WHAT TO PRODUCE
Produce the full set of records below once more, exactly as they stand.

RECORDS FOR THIS TASK
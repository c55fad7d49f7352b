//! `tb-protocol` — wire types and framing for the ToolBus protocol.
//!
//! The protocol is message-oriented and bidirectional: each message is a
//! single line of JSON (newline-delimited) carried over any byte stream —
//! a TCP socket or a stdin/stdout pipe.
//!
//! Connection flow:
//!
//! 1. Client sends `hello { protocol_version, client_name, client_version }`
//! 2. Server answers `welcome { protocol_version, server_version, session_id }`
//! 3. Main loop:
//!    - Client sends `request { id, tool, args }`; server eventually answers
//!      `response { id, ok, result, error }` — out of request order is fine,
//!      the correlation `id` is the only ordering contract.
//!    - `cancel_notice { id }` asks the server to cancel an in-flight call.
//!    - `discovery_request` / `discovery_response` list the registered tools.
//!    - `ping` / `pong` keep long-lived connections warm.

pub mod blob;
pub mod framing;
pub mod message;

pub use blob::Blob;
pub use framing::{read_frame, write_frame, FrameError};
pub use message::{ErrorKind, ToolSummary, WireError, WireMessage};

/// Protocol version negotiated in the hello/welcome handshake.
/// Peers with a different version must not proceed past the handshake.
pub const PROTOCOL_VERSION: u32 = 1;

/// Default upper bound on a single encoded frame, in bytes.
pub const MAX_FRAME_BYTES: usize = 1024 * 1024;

REPLY
repository c55fad7d49f7352b
//! `tb-protocol` — wire types and framing for the ToolBus protocol.
//!
//! The protocol is message-oriented and bidirectional: each message is a
//! single line of JSON (newline-delimited) carried over any byte stream —
//! a TCP socket or a stdin/stdout pipe.
//!
//! Connection flow:
//!
//! 1. Client sends `hello { protocol_version, client_name, client_version }`
//! 2. Server answers `welcome { protocol_version, server_version, session_id }`
//! 3. Main loop:
//!    - Client sends `request { id, tool, args }`; server eventually answers
//!      `response { id, ok, result, error }` — out of request order is fine,
//!      the correlation `id` is the only ordering contract.
//!    - `cancel_notice { id }` asks the server to cancel an in-flight call.
//!    - `discovery_request` / `discovery_response` list the registered tools.
//!    - `ping` / `pong` keep long-lived connections warm.

pub mod blob;
pub mod framing;
pub mod message;

pub use blob::Blob;
pub use framing::{read_frame, write_frame, FrameError};
pub use message::{ErrorKind, ToolSummary, WireError, WireMessage};

/// Protocol version negotiated in the hello/welcome handshake.
/// Peers with a different version must not proceed past the handshake.
pub const PROTOCOL_VERSION: u32 = 1;

/// Default upper bound on a single encoded frame, in bytes.
pub const MAX_FRAME_BYTES: usize = 1024 * 1024;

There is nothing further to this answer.